Hoping that they will see the errors of their ways has at the same time also been an age-long hope of those of us who understand the danger to individuals of non-scientific thinking, because what hurts the individual hurts us all including the whole human race and the biosphere. This form of rational thinking may in fact be as old as humanity itself. Reasonable study of natural laws may indeed be the most human way to be, whilst unreason and fear and exercise of power may be what those do who stray from the natural human path. The Brits are wrong: humans are not naturally brutish, but naturally supremely wise; it is conquerors and other power hungry folk who are the idiots who we hope may one day will mend their ways.

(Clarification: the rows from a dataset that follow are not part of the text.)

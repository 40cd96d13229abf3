//! Frame loop glue: one `Pond` owns the simulation, the mesh and the
//! pointer mapping, and advances them together once per frame.

use std::ops::ControlFlow;

use glam::{Vec2, Vec3};
use rand::{Rng, SeedableRng};
use rand_pcg::Pcg32;

use crate::camera::Camera;
use crate::config::{ConfigError, SimConfig};
use crate::interaction::{InteractionCollector, PointerKind};
use crate::sim::{Impact, Simulation};
use crate::surface::{SurfaceAdapter, SurfaceMesh};

/// How many ticks a headless run may take
#[derive(Debug, Clone, Copy, PartialEq, Eq)]
pub enum TickBudget {
    Ticks(u64),
    /// Run until the per-tick hook breaks
    UntilCancelled,
}

/// Simulation plus the surface it drives
pub struct Pond {
    config: SimConfig,
    sim: Simulation,
    mesh: SurfaceMesh,
    adapter: SurfaceAdapter,
    collector: InteractionCollector,
    paused: bool,
}

impl Pond {
    pub fn new(config: SimConfig) -> Result<Self, ConfigError> {
        config.validate()?;
        let sim = Simulation::new(&config)?;
        let params = *sim.params();
        let adapter = SurfaceAdapter::new(&params, config.amplification);
        let mut mesh = SurfaceMesh::new(&params);
        adapter.apply(sim.field(), &mut mesh);
        mesh.update_normals();

        Ok(Self {
            collector: InteractionCollector::new(&config),
            config,
            sim,
            mesh,
            adapter,
            paused: false,
        })
    }

    /// Advance one tick and refresh the mesh. Returns false while paused.
    pub fn frame(&mut self) -> bool {
        if self.paused {
            return false;
        }
        let field = self.sim.step();
        self.adapter.apply(field, &mut self.mesh);
        self.mesh.update_normals();
        true
    }

    /// Impacts for a pointer that already hit the surface at `world_point`
    pub fn report_pointer(&mut self, kind: PointerKind, world_point: Vec3) -> Vec<Impact> {
        self.collector
            .report(&mut self.sim, &self.adapter, &self.mesh, kind, world_point)
    }

    /// Pick the surface under a pointer in NDC and report it
    pub fn pointer_at(&mut self, camera: &Camera, kind: PointerKind, ndc: Vec2) -> Vec<Impact> {
        match camera.pick_surface(ndc, &self.mesh) {
            Some(point) => self.report_pointer(kind, point),
            None => Vec::new(),
        }
    }

    /// Simulated height under a mesh-local position
    pub fn height_at(&self, mesh_x: f64, mesh_y: f64) -> Option<f64> {
        self.adapter.height_at(self.sim.field(), mesh_x, mesh_y)
    }

    pub fn set_paused(&mut self, paused: bool) {
        if paused != self.paused {
            log::info!("{}", if paused { "Paused" } else { "Resumed" });
        }
        self.paused = paused;
    }

    pub fn is_paused(&self) -> bool {
        self.paused
    }

    /// Step until the budget is spent, the hook breaks, or the pond is
    /// paused. `on_tick` runs after every completed frame. Returns the number
    /// of ticks taken.
    pub fn run<F>(&mut self, budget: TickBudget, mut on_tick: F) -> u64
    where
        F: FnMut(&mut Pond) -> ControlFlow<()>,
    {
        let mut ticks = 0;
        loop {
            if let TickBudget::Ticks(limit) = budget
                && ticks >= limit
            {
                break;
            }
            if !self.frame() {
                break;
            }
            ticks += 1;
            if on_tick(self).is_break() {
                break;
            }
        }
        ticks
    }

    pub fn sim(&self) -> &Simulation {
        &self.sim
    }

    pub fn mesh(&self) -> &SurfaceMesh {
        &self.mesh
    }

    pub fn config(&self) -> &SimConfig {
        &self.config
    }
}

/// Random pointer hits for unattended runs
pub struct Rain {
    rng: Pcg32,
    /// Probability of a drop per call
    chance: f64,
}

impl Rain {
    pub fn new(seed: u64, chance: f64) -> Self {
        Self {
            rng: Pcg32::seed_from_u64(seed),
            chance: chance.clamp(0.0, 1.0),
        }
    }

    /// Maybe drop a click on a random interior vertex
    pub fn fall(&mut self, pond: &mut Pond) -> Vec<Impact> {
        if !self.rng.random_bool(self.chance) {
            return Vec::new();
        }
        let (nx, ny) = pond.mesh().dims();
        let i = self.rng.random_range(1..nx - 1);
        let j = self.rng.random_range(1..ny - 1);
        let point = pond.mesh().world_position(pond.mesh().vertex_index(i, j));
        pond.report_pointer(PointerKind::Click, point)
    }
}

#[cfg(test)]
mod tests {
    use super::*;

    fn small() -> SimConfig {
        SimConfig {
            x_max: 20.0,
            ..Default::default()
        }
    }

    #[test]
    fn test_new_pond_shows_seed() {
        let pond = Pond::new(small()).unwrap();
        let center = pond.mesh().elevation(10, 10);
        assert!((center - 0.1_f32.sin() * 2.0).abs() < 1e-6);
        assert_eq!(pond.height_at(0.0, 0.0), Some(0.1_f64.sin()));
        assert_eq!(pond.sim().active_impacts(), 1);
    }

    #[test]
    fn test_frame_moves_mesh_with_field() {
        let mut pond = Pond::new(small()).unwrap();
        assert!(pond.frame());
        let h = pond.height_at(0.0, 0.0).unwrap();
        assert_eq!(h, crate::forced_amplitude(1));
        assert_eq!(pond.mesh().elevation(10, 10), h as f32 * 2.0);
        assert!(!pond.mesh().normals_dirty());
    }

    #[test]
    fn test_paused_pond_does_not_tick() {
        let mut pond = Pond::new(small()).unwrap();
        pond.set_paused(true);
        assert!(pond.is_paused());
        assert!(!pond.frame());
        assert_eq!(pond.run(TickBudget::Ticks(10), |_| ControlFlow::Continue(())), 0);
        assert_eq!(pond.sim().time(), 0);

        pond.set_paused(false);
        assert!(!pond.is_paused());
        assert!(pond.frame());
        assert_eq!(pond.sim().time(), 1);
    }

    #[test]
    fn test_oversized_config_rejected_before_allocation() {
        let config = SimConfig {
            x_max: 1e19,
            ..Default::default()
        };
        assert!(matches!(
            Pond::new(config),
            Err(ConfigError::GridTooLarge { .. })
        ));
    }

    #[test]
    fn test_run_budget_and_cancel() {
        let mut pond = Pond::new(small()).unwrap();
        let ticks = pond.run(TickBudget::Ticks(40), |_| ControlFlow::Continue(()));
        assert_eq!(ticks, 40);
        assert_eq!(pond.sim().time(), 40);
        // Seed impact of 31 frames has expired
        assert_eq!(pond.sim().active_impacts(), 0);

        let ticks = pond.run(TickBudget::UntilCancelled, |p| {
            if p.sim().time() >= 55 {
                ControlFlow::Break(())
            } else {
                ControlFlow::Continue(())
            }
        });
        assert_eq!(ticks, 15);
    }

    #[test]
    fn test_pointer_through_camera() {
        let mut pond = Pond::new(small()).unwrap();
        let camera = Camera::new(1.0);
        let impacts = pond.pointer_at(&camera, PointerKind::Move, Vec2::ZERO);
        // Screen center looks at the raised center node
        assert!(impacts.iter().all(|i| i.remaining_frames == 11));
        assert!(impacts.iter().any(|i| (i.x, i.y) == (10, 10)));
    }

    #[test]
    fn test_rain_is_seeded() {
        let drops = |seed| {
            let mut pond = Pond::new(small()).unwrap();
            let mut rain = Rain::new(seed, 1.0);
            (0..5)
                .flat_map(|_| rain.fall(&mut pond))
                .map(|i| (i.x, i.y))
                .collect::<Vec<_>>()
        };
        let a = drops(7);
        assert_eq!(a.len(), 5);
        assert_eq!(a, drops(7));
    }
}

This assumption that humans are naturally programmed for cooperation is supported by the theories of the evolution of language in mankind. Weirdly the study of the origins of language was banned in 1866 by the Linguistic Society of Paris, a prohibition which remained influential across much of the Western world until late in the twentieth century. It suggests modern scientists are not half as committed to scientific enquiry than perhaps they try and make out to be. Nonetheless, inspite the ban,  Ulbeck in his paper from 1998 among with other contemporaries dares to investigate the question. He writes that “cognitive intelligence is an earlier and more widely spread property of mind than language because evolution selects for effective information gathering. Language’s proper function is to communicate, which here means sharing of information. But information-sharing would seem to be prohibited by natural selection, except in extraordinary conditions. Only under the extraordinary conditions of reciprocal altruism can information-sharing take place without loss of fitness to the speaker. In the human lineage, social co-operation based on obligatory reciprocal altruism has evolved, a system which rewards people for co-operating and punishes them (morally and physically) for cheating. In such an environment language is finally possible.”

If this is true we can assume that early man was naturally egalitarian, much more egalitarian than chimps and other primates. In fact all indigenous cultures are supremely egalitarian and based on reciprocal altruism, until they come in touch with modern patriarchal power politics. They are egalitarian because human beings from the beginning figured this was a more effective strategy for our self preservation than anything else. Reciprocal altruism is beneficial to all, and language evolved to make reciprocal altruism possible. Conversely, once you stray from that path, then the benefits of having developed language in the first place are lost. It could well be that the thinkers in Greater Magadha including the Buddha, Mahavir, the Pre-Socratics in Asia Minor, Makkhali Gosala, and the many exponents of the way in China, four to two and a half thousand years ago, were in fact analysing and communicating to others this natural law of behaviour of humans that we have been expressing and enacting towards each other for upto two million years. The hope that all humans would treat each other with trust and happiness,as natural law demands, lives on.

Anandi Sharan was born in Switzerland, lives in Bangalore and last year worked in Araria District Bihar, India. She works on trying to find the best money system to help people adapt to climate change especially in India.